▶ Brief
Your answer should be the lines from the start of the records through the line with "is non-empty (E001)", copied word for word.
Start of Block
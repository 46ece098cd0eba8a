//! Source-event batch validation.

use crate::error::{ErrorCode, ValidationError, ValidationResult};
use crate::event::SourceEvent;

/// Validates a batch before derivation.
///
/// Checks, in order:
/// - the batch is non-empty (E001)
/// - sequence numbers never decrease, so the batch is most-recent-last (E002)
/// - cost and flow are finite (E003) and non-negative (E004)
/// - each stored content hash matches its fields (E005)
///
/// Events with an empty `content_hash` skip the hash check; some data
/// sources do not precompute it.
///
/// # Example
/// ```
/// use blocktape_spec::{SourceEvent, validation::validate_batch};
///
/// let batch = vec![SourceEvent::builder(1, "0xa").cost(5e9).build()];
/// assert!(validate_batch(&batch).is_ok());
/// assert!(!validate_batch(&[]).is_ok());
/// ```
pub fn validate_batch(events: &[SourceEvent]) -> ValidationResult {
    let mut result = ValidationResult::success();

    if events.is_empty() {
        result.add_error(ValidationError::new(
            ErrorCode::EmptyBatch,
            "event batch is empty",
        ));
        return result;
    }

    for (i, pair) in events.windows(2).enumerate() {
        if pair[1].sequence < pair[0].sequence {
            result.add_error(ValidationError::with_path(
                ErrorCode::OutOfOrder,
                format!(
                    "sequence {} follows {}; batch must be ordered most-recent-last",
                    pair[1].sequence, pair[0].sequence
                ),
                format!("events[{}].sequence", i + 1),
            ));
        }
    }

    for (i, event) in events.iter().enumerate() {
        validate_numeric(&mut result, i, "cost", event.cost);
        validate_numeric(&mut result, i, "flow", event.flow);

        if !event.content_hash.is_empty() && !event.verify_content_hash() {
            result.add_error(ValidationError::with_path(
                ErrorCode::ContentHashMismatch,
                "content hash does not match event fields",
                format!("events[{}].content_hash", i),
            ));
        }
    }

    result
}

fn validate_numeric(result: &mut ValidationResult, index: usize, field: &str, value: f64) {
    let path = format!("events[{}].{}", index, field);
    if !value.is_finite() {
        result.add_error(ValidationError::with_path(
            ErrorCode::NonFiniteField,
            format!("{} must be finite, got {}", field, value),
            path,
        ));
    } else if value < 0.0 {
        result.add_error(ValidationError::with_path(
            ErrorCode::NegativeField,
            format!("{} must be non-negative, got {}", field, value),
            path,
        ));
    }
}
End of Block
▶ Response for this exercise
repository 46ece098cd0eba8a
//! Source-event batch validation.

use crate::error::{ErrorCode, ValidationError, ValidationResult};
use crate::event::SourceEvent;

/// Validates a batch before derivation.
///
/// Checks, in order:
/// - the batch is non-empty (E001)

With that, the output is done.